Monday, June 6, 2016

U.S. Fish and Wildlife Service takes bold step for African elephant conservation

In a significant move to protect one of the world’s most cherished species, the U.S. Fish and Wildlife Service completed a rulemaking process under the Endangered Species Act to institute a near-total ban on the domestic commercial trade of African elephant ivory. The rule, which fulfills restrictions outlined under President Obama’s 2013 Executive Order on Combating Wildlife Trafficking, substantially limits imports, exports and sales of African elephant ivory across state lines. The rule is the latest of several actions implemented by the Service aimed at reducing the opportunities for wildlife traffickers to trade illegal ivory under the guise of a legal product.

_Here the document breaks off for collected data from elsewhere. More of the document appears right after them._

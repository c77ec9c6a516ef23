//! Average crimes per day, split by a per-day classification.
//!
//! Crimes are counted per `crime_date`, each day is classified (DST vs.
//! standard time, full moon vs. not), and each year gets the mean daily
//! count for both classes. Days that cannot be classified are skipped and
//! counted rather than aborting the whole comparison.

use std::collections::BTreeMap;
use std::convert::Infallible;

use chrono::{Datelike as _, NaiveDate};
use civic_stats_analytics_models::{DailyRateReport, DailyRateRow};
use civic_stats_dataset_models::{CrimeRecord, DstTable, FullMoonCalendar};
use civic_stats_datasets::DatasetError;
use civic_stats_datasets::dst::in_dst_on;
use civic_stats_datasets::parsing::parse_date_key;

use crate::AnalyticsError;

pub const DST_LABEL: &str = "DST";
pub const STANDARD_TIME_LABEL: &str = "Standard time";
pub const FULL_MOON_LABEL: &str = "Full moon";
pub const OTHER_NIGHTS_LABEL: &str = "Other nights";

#[derive(Default)]
struct Accum {
    days: u64,
    crimes: u64,
}

/// Compares average daily crime counts inside and outside DST.
///
/// Days whose year has no DST interval are skipped.
///
/// # Errors
///
/// Returns [`AnalyticsError::Dataset`] for any lookup failure other than a
/// missing year.
pub fn dst_vs_crime(
    crimes: &[CrimeRecord],
    table: &DstTable,
) -> Result<DailyRateReport, AnalyticsError> {
    daily_rates(crimes, (DST_LABEL, STANDARD_TIME_LABEL), |date| {
        match in_dst_on(date, table) {
            Ok(in_dst) => Ok(Some(in_dst)),
            Err(DatasetError::YearNotFound { .. }) => Ok(None),
            Err(e) => Err(e.into()),
        }
    })
}

/// Compares average daily crime counts on full-moon days against all
/// other days.
#[must_use]
pub fn full_moon_vs_crime(crimes: &[CrimeRecord], calendar: &FullMoonCalendar) -> DailyRateReport {
    let Ok(report) = daily_rates(crimes, (FULL_MOON_LABEL, OTHER_NIGHTS_LABEL), |date| {
        Ok::<_, Infallible>(Some(calendar.is_full_moon(date)))
    });
    report
}

/// Counts crimes per day and averages them per year for each class.
///
/// `classify` returns `Some(true)` for the first label, `Some(false)` for
/// the second, and `None` to skip the day. Rows are ordered by year, first
/// label before second; a class with no days in a year gets no row.
///
/// # Errors
///
/// Propagates any error returned by `classify`.
pub fn daily_rates<F, E>(
    crimes: &[CrimeRecord],
    (yes_label, no_label): (&str, &str),
    mut classify: F,
) -> Result<DailyRateReport, E>
where
    F: FnMut(NaiveDate) -> Result<Option<bool>, E>,
{
    let mut per_day: BTreeMap<&str, u64> = BTreeMap::new();
    for crime in crimes {
        *per_day.entry(crime.crime_date.as_str()).or_insert(0) += 1;
    }

    let mut per_year: BTreeMap<(String, bool), Accum> = BTreeMap::new();
    let mut skipped_days = 0u64;

    for (key, count) in per_day {
        let Some(date) = parse_date_key(key) else {
            log::debug!("Skipping unparseable crime date '{key}'");
            skipped_days += 1;
            continue;
        };
        let Some(class) = classify(date)? else {
            skipped_days += 1;
            continue;
        };

        // `!class` so the first label sorts first within a year.
        let accum = per_year
            .entry((date.year().to_string(), !class))
            .or_default();
        accum.days += 1;
        accum.crimes += count;
    }

    if skipped_days > 0 {
        log::warn!("Skipped {skipped_days} days that could not be classified");
    }

    let rows = per_year
        .into_iter()
        .map(|((year, not_class), accum)| {
            #[allow(clippy::cast_precision_loss)]
            let crimes_per_day = accum.crimes as f64 / accum.days as f64;
            DailyRateRow {
                year,
                period: if not_class { no_label } else { yes_label }.to_string(),
                days: accum.days,
                crimes: accum.crimes,
                crimes_per_day,
            }
        })
        .collect();

    Ok(DailyRateReport { rows, skipped_days })
}

#[cfg(test)]
mod tests {
    use chrono::NaiveTime;
    use civic_stats_dataset_models::DstInterval;

    use super::*;

    fn crime_on(date: &str) -> CrimeRecord {
        CrimeRecord {
            dr_number: "1".to_string(),
            date_occurred: format!("{date}T00:00:00"),
            year: date.get(..4).unwrap_or(date).to_string(),
            crime_date: date.to_string(),
            crime_code: "624".to_string(),
            crime_description: "BATTERY - SIMPLE ASSAULT".to_string(),
            location: String::new(),
            zip: None,
        }
    }

    fn dst_2014() -> DstTable {
        let at = |m, d| {
            NaiveDate::from_ymd_opt(2014, m, d)
                .unwrap()
                .and_time(NaiveTime::MIN)
        };
        DstTable::new([DstInterval {
            year: 2014,
            start: at(3, 9),
            end: at(11, 2),
        }])
    }

    #[test]
    fn averages_daily_counts_per_class() {
        let crimes: Vec<CrimeRecord> = [
            "2014-03-08",
            "2014-03-08",
            "2014-03-09",
            "2014-03-09",
            "2014-03-09",
            "2014-03-09",
            "2014-07-04",
            "2014-07-04",
            "2014-11-02",
            "2014-11-02",
            "2014-11-02",
            "2014-11-02",
        ]
        .into_iter()
        .map(crime_on)
        .collect();

        let report = dst_vs_crime(&crimes, &dst_2014()).unwrap();
        assert_eq!(report.skipped_days, 0);
        assert_eq!(report.rows.len(), 2);

        let dst = &report.rows[0];
        assert_eq!(dst.period, DST_LABEL);
        assert_eq!(dst.year, "2014");
        assert_eq!(dst.days, 2);
        assert_eq!(dst.crimes, 6);
        assert!((dst.crimes_per_day - 3.0).abs() < 1e-9);

        let standard = &report.rows[1];
        assert_eq!(standard.period, STANDARD_TIME_LABEL);
        assert_eq!(standard.days, 2);
        assert!((standard.crimes_per_day - 3.0).abs() < 1e-9);
    }

    #[test]
    fn skips_years_missing_from_dst_table() {
        let crimes = vec![crime_on("2014-05-01"), crime_on("2015-05-01"), crime_on("bad")];
        let report = dst_vs_crime(&crimes, &dst_2014()).unwrap();
        assert_eq!(report.skipped_days, 2);
        assert_eq!(report.rows.len(), 1);
        assert_eq!(report.rows[0].period, DST_LABEL);
    }

    #[test]
    fn full_moon_days_are_separated() {
        let calendar = FullMoonCalendar::new([NaiveDate::from_ymd_opt(2014, 1, 16).unwrap()]);
        let crimes: Vec<CrimeRecord> = ["2014-01-16", "2014-01-16", "2014-01-17"]
            .into_iter()
            .map(crime_on)
            .collect();

        let report = full_moon_vs_crime(&crimes, &calendar);
        assert_eq!(report.rows.len(), 2);
        assert_eq!(report.rows[0].period, FULL_MOON_LABEL);
        assert!((report.rows[0].crimes_per_day - 2.0).abs() < 1e-9);
        assert_eq!(report.rows[1].period, OTHER_NIGHTS_LABEL);
        assert!((report.rows[1].crimes_per_day - 1.0).abs() < 1e-9);
    }
}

During a recent three-year period, an estimated 100,000 elephants were killed for their ivory, an average of approximately one every 15 minutes, and poaching continues at an alarming rate. The carcasses of illegally killed elephants now litter some of Africa’s premiere parks. Elephants are under threat even in areas that were once thought to be safe havens.

This rule is the latest in a suite of actions taken by the administration to combat wildlife trafficking including: Securing corporate commitments to stem trafficking through the U.S. Wildlife Trafficking Alliance; developing international partnerships with range and demand countries; law enforcement operations such as Operation Crash; and drafting of the Trans Pacific Partnership Agreement, which is currently under public and congressional review and includes the strongest international commitments to fight the illegal trade in endangered species of any trade agreement in history.

The final rule will publish in the Federal Register Mon., June 6 at which time it will be available at www.regulations.gov under docket no. FWS–HQ–IA–2013–0091.